____ Supplied information
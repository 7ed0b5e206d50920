//! Config file resolution for acs-parser.
//!
//! The run configuration lives at a fixed relative path,
//! `acs_tests/config/acs_run_config.ini`, on whichever volume carries the
//! ACS test tree. Resolution probes an ordered list of search roots (one
//! per mounted volume) and takes the first hit.
//!
//! Reading happens once per invocation. The byte count read must match
//! the size the file reports; the bytes are then decoded to text.

use crate::error::{ParserError, Result};
use std::env;
use std::ffi::OsString;
use std::fs::File;
use std::io::Read;
use std::path::{Path, PathBuf};
use tracing::{debug, info};

/// Location of the config file relative to a search root.
pub const CONFIG_RELATIVE_PATH: &str = "acs_tests/config/acs_run_config.ini";

/// Environment variable holding a platform path list of search roots.
pub const ROOTS_ENV_VAR: &str = "ACS_CONFIG_ROOTS";

/// Roots probed when neither `--root` nor `ACS_CONFIG_ROOTS` is given,
/// after the current directory.
pub const DEFAULT_ROOTS: &[&str] = &["/mnt", "/"];

const UTF8_BOM: &[u8] = &[0xEF, 0xBB, 0xBF];
const UTF16LE_BOM: &[u8] = &[0xFF, 0xFE];

/// Search roots from the environment, falling back to the defaults.
pub fn default_search_roots() -> Vec<PathBuf> {
    search_roots_from(env::var_os(ROOTS_ENV_VAR), env::current_dir().ok())
}

/// Build the search root list from an optional `ACS_CONFIG_ROOTS` value
/// and the current directory.
pub fn search_roots_from(env_value: Option<OsString>, cwd: Option<PathBuf>) -> Vec<PathBuf> {
    if let Some(raw) = env_value
        && !raw.is_empty()
    {
        return env::split_paths(&raw).collect();
    }

    cwd.into_iter()
        .chain(DEFAULT_ROOTS.iter().map(PathBuf::from))
        .collect()
}

/// Find the config file.
///
/// An explicit path is used as-is. Otherwise each root is probed in order
/// for [`CONFIG_RELATIVE_PATH`].
///
/// # Returns
///
/// * `Ok(PathBuf)` - Path of the config file
/// * `Err(ParserError::ConfigFileNotFound)` - Nothing found
pub fn locate_config_file(explicit: Option<&Path>, roots: &[PathBuf]) -> Result<PathBuf> {
    if let Some(path) = explicit {
        if path.is_file() {
            return Ok(path.to_path_buf());
        }
        return Err(ParserError::ConfigFileNotFound {
            searched: path.display().to_string(),
        });
    }

    for root in roots {
        let candidate = root.join(CONFIG_RELATIVE_PATH);
        if candidate.is_file() {
            info!(path = %candidate.display(), "found config file");
            return Ok(candidate);
        }
        debug!(root = %root.display(), "config file not under search root");
    }

    let searched = roots
        .iter()
        .map(|r| r.display().to_string())
        .collect::<Vec<_>>()
        .join(", ");
    Err(ParserError::ConfigFileNotFound { searched })
}

/// Read and decode the config file.
///
/// # Returns
///
/// * `Ok(String)` - Decoded text
/// * `Err(ParserError::ReadFailure)` - Open, metadata or read error
/// * `Err(ParserError::AllocationFailure)` - Buffer for the file could not be reserved
/// * `Err(ParserError::UnexpectedEndOfFile)` - Fewer bytes than the reported size
/// * `Err(ParserError::ParseFailure)` - Content is not decodable
pub fn read_config_text(path: &Path) -> Result<String> {
    let read_failure = |source| ParserError::ReadFailure {
        path: path.to_path_buf(),
        source,
    };

    let file = File::open(path).map_err(|source| {
        if source.kind() == std::io::ErrorKind::NotFound {
            ParserError::ConfigFileNotFound {
                searched: path.display().to_string(),
            }
        } else {
            read_failure(source)
        }
    })?;
    let expected = file.metadata().map_err(read_failure)?.len();

    let bytes = read_reported_size(file, expected, path)?;
    debug!(path = %path.display(), bytes = bytes.len(), "read config file");
    decode_text(&bytes)
}

/// Read everything from `reader`, failing when fewer than `expected` bytes
/// arrive.
fn read_reported_size<R: Read>(mut reader: R, expected: u64, path: &Path) -> Result<Vec<u8>> {
    let capacity = usize::try_from(expected).map_err(|_| {
        ParserError::AllocationFailure(format!(
            "reading '{}': {} bytes do not fit in memory",
            path.display(),
            expected
        ))
    })?;

    let mut bytes = Vec::new();
    bytes.try_reserve_exact(capacity).map_err(|e| {
        ParserError::AllocationFailure(format!("reading '{}': {}", path.display(), e))
    })?;

    reader
        .read_to_end(&mut bytes)
        .map_err(|source| ParserError::ReadFailure {
            path: path.to_path_buf(),
            source,
        })?;

    let read = bytes.len() as u64;
    if read < expected {
        return Err(ParserError::UnexpectedEndOfFile {
            path: path.to_path_buf(),
            read,
            expected,
        });
    }

    Ok(bytes)
}

/// Decode raw config bytes.
///
/// A UTF-16LE byte-order mark selects strict UTF-16LE decoding. Anything
/// else is treated as UTF-8 (BOM optional) with invalid sequences replaced.
pub fn decode_text(bytes: &[u8]) -> Result<String> {
    if let Some(rest) = bytes.strip_prefix(UTF16LE_BOM) {
        if rest.len() % 2 != 0 {
            return Err(ParserError::ParseFailure(
                "UTF-16LE content has an odd byte length".to_string(),
            ));
        }
        let units = rest
            .chunks_exact(2)
            .map(|pair| u16::from_le_bytes([pair[0], pair[1]]));
        return char::decode_utf16(units)
            .collect::<std::result::Result<String, _>>()
            .map_err(|e| ParserError::ParseFailure(format!("invalid UTF-16LE content: {}", e)));
    }

    let bytes = bytes.strip_prefix(UTF8_BOM).unwrap_or(bytes);
    Ok(String::from_utf8_lossy(bytes).into_owned())
}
________
Begin at the first line of the records above and quote every line verbatim through the one that contains "search roots (one".

repository 7ed0b5e206d50920
//! Config file resolution for acs-parser.
//!
//! The run configuration lives at a fixed relative path,
//! `acs_tests/config/acs_run_config.ini`, on whichever volume carries the
//! ACS test tree. Resolution probes an ordered list of search roots (one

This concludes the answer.